(Saved entries)
▼▼▼

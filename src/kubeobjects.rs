//! Object definitions as submitted to the cluster.
//!
//! An [`ObjectConfiguration`] is a loosely typed JSON document with the usual
//! `apiVersion` / `kind` / `metadata` envelope. The driver never interprets
//! `spec` or any other body field; it only needs the envelope to address
//! the object.

use crate::error::DriverError;
use serde::{Deserialize, Serialize};
use serde_json::{Map, Value};
use std::fmt;

/// A single object definition.
///
/// Deserialization is permissive so that stored records round-trip even
/// when the envelope is incomplete; [`ObjectConfiguration::new`] is the
/// validating constructor.
#[derive(Debug, Clone, PartialEq, Serialize, Deserialize)]
#[serde(transparent)]
pub struct ObjectConfiguration(Value);

impl ObjectConfiguration {
    pub const API_VERSION: &'static str = "apiVersion";
    pub const KIND: &'static str = "kind";
    pub const METADATA: &'static str = "metadata";
    pub const NAME: &'static str = "name";
    pub const NAMESPACE: &'static str = "namespace";

    /// Wrap a JSON document, requiring `apiVersion`, `kind` and `metadata.name`.
    pub fn new(value: Value) -> Result<Self, DriverError> {
        let config = Self(value);
        if !config.0.is_object() {
            return Err(DriverError::InvalidObject(
                "object definition must be a mapping".into(),
            ));
        }
        config.identity()?;
        Ok(config)
    }

    /// Build a definition from its envelope plus any top-level body fields.
    pub fn build(
        api_version: &str,
        kind: &str,
        name: &str,
        namespace: Option<&str>,
        body: Map<String, Value>,
    ) -> Self {
        let mut metadata = Map::new();
        metadata.insert(Self::NAME.into(), Value::String(name.into()));
        if let Some(ns) = namespace {
            metadata.insert(Self::NAMESPACE.into(), Value::String(ns.into()));
        }

        let mut root = Map::new();
        root.insert(Self::API_VERSION.into(), Value::String(api_version.into()));
        root.insert(Self::KIND.into(), Value::String(kind.into()));
        root.insert(Self::METADATA.into(), Value::Object(metadata));
        for (key, value) in body {
            root.insert(key, value);
        }
        Self(Value::Object(root))
    }

    pub fn api_version(&self) -> Option<&str> {
        self.0.get(Self::API_VERSION).and_then(Value::as_str)
    }

    pub fn kind(&self) -> Option<&str> {
        self.0.get(Self::KIND).and_then(Value::as_str)
    }

    pub fn metadata(&self) -> Option<&Map<String, Value>> {
        self.0.get(Self::METADATA).and_then(Value::as_object)
    }

    pub fn name(&self) -> Option<&str> {
        self.metadata()
            .and_then(|m| m.get(Self::NAME))
            .and_then(Value::as_str)
    }

    /// The namespace declared in the definition itself, if any.
    pub fn namespace(&self) -> Option<&str> {
        self.metadata()
            .and_then(|m| m.get(Self::NAMESPACE))
            .and_then(Value::as_str)
    }

    /// A top-level body field such as `spec` or `data`.
    pub fn field(&self, key: &str) -> Option<&Value> {
        self.0.get(key)
    }

    /// `(apiVersion, kind, name)`, or an error naming the first missing part.
    pub fn identity(&self) -> Result<(&str, &str, &str), DriverError> {
        let api_version = self
            .api_version()
            .ok_or_else(|| DriverError::InvalidObject("missing apiVersion".into()))?;
        let kind = self
            .kind()
            .ok_or_else(|| DriverError::InvalidObject("missing kind".into()))?;
        let name = self
            .name()
            .ok_or_else(|| DriverError::InvalidObject("missing metadata.name".into()))?;
        Ok((api_version, kind, name))
    }

    pub fn as_value(&self) -> &Value {
        &self.0
    }

    pub fn into_value(self) -> Value {
        self.0
    }
}

impl From<ObjectConfiguration> for Value {
    fn from(config: ObjectConfiguration) -> Self {
        config.0
    }
}

impl fmt::Display for ObjectConfiguration {
    fn fmt(&self, f: &mut fmt::Formatter<'_>) -> fmt::Result {
        write!(
            f,
            "{}/{}",
            self.kind().unwrap_or("<no kind>"),
            self.name().unwrap_or("<no name>")
        )
    }
}

#[cfg(test)]
mod tests {
    use super::*;
    use serde_json::json;

    #[test]
    fn test_new_requires_envelope() {
        let ok = ObjectConfiguration::new(json!({
            "apiVersion": "v1",
            "kind": "Service",
            "metadata": {"name": "web", "namespace": "apps"},
            "spec": {"ports": [{"port": 80}]}
        }))
        .unwrap();
        assert_eq!(ok.api_version(), Some("v1"));
        assert_eq!(ok.kind(), Some("Service"));
        assert_eq!(ok.name(), Some("web"));
        assert_eq!(ok.namespace(), Some("apps"));
        assert_eq!(ok.to_string(), "Service/web");

        let err = ObjectConfiguration::new(json!({"apiVersion": "v1", "kind": "Service"}))
            .unwrap_err();
        assert!(err.to_string().contains("metadata.name"));

        let err = ObjectConfiguration::new(json!(["not", "a", "mapping"])).unwrap_err();
        assert!(matches!(err, DriverError::InvalidObject(_)));
    }

    #[test]
    fn test_build_places_body_fields_at_top_level() {
        let mut body = Map::new();
        body.insert("data".into(), json!({"uid": "grp-1"}));
        let config = ObjectConfiguration::build("v1", "ConfigMap", "kdr-grp-1", Some("infra"), body);

        assert_eq!(config.identity().unwrap(), ("v1", "ConfigMap", "kdr-grp-1"));
        assert_eq!(config.namespace(), Some("infra"));
        assert_eq!(config.field("data"), Some(&json!({"uid": "grp-1"})));
    }

    #[test]
    fn test_permissive_deserialize() {
        let config: ObjectConfiguration = serde_json::from_value(json!({"kind": "Pod"})).unwrap();
        assert_eq!(config.kind(), Some("Pod"));
        assert!(config.name().is_none());
        assert!(config.identity().is_err());
    }
}
//! Converting arbitrary identifiers into legal object names.

/// Longest name allowed for a DNS-1123 subdomain.
pub const MAX_SUBDOMAIN_LENGTH: usize = 253;

/// Make `candidate` a legal DNS-1123 subdomain name.
///
/// Lowercases and replaces every character outside `[a-z0-9.-]` with `-`.
/// Each dot-separated label is then trimmed to start and end alphanumeric,
/// empty labels are dropped, and the result is truncated to
/// [`MAX_SUBDOMAIN_LENGTH`]. Pure and deterministic, but not injective:
/// `Grp_1` and `grp-1` map to the same name.
pub fn safe_subdomain_name(candidate: &str) -> String {
    let mapped: String = candidate
        .chars()
        .map(|c| {
            let c = c.to_ascii_lowercase();
            if c.is_ascii_lowercase() || c.is_ascii_digit() || c == '-' || c == '.' {
                c
            } else {
                '-'
            }
        })
        .collect();

    let labels: Vec<&str> = mapped
        .split('.')
        .map(|label| label.trim_matches(|c: char| !c.is_ascii_alphanumeric()))
        .filter(|label| !label.is_empty())
        .collect();

    let mut name: String = labels.join(".").chars().take(MAX_SUBDOMAIN_LENGTH).collect();

    // truncation may leave a trailing separator
    while name.ends_with(|c: char| !c.is_ascii_alphanumeric()) {
        name.pop();
    }

    if name.is_empty() {
        name.push('x');
    }
    name
}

▲▲▲

• What is required: Above are some records. Copy each of their lines that holds the string "Service".

• Answer space:
            "kind": "Service",
        assert_eq!(ok.kind(), Some("Service"));
        assert_eq!(ok.to_string(), "Service/web");
        let err = ObjectConfiguration::new(json!({"apiVersion": "v1", "kind": "Service"}))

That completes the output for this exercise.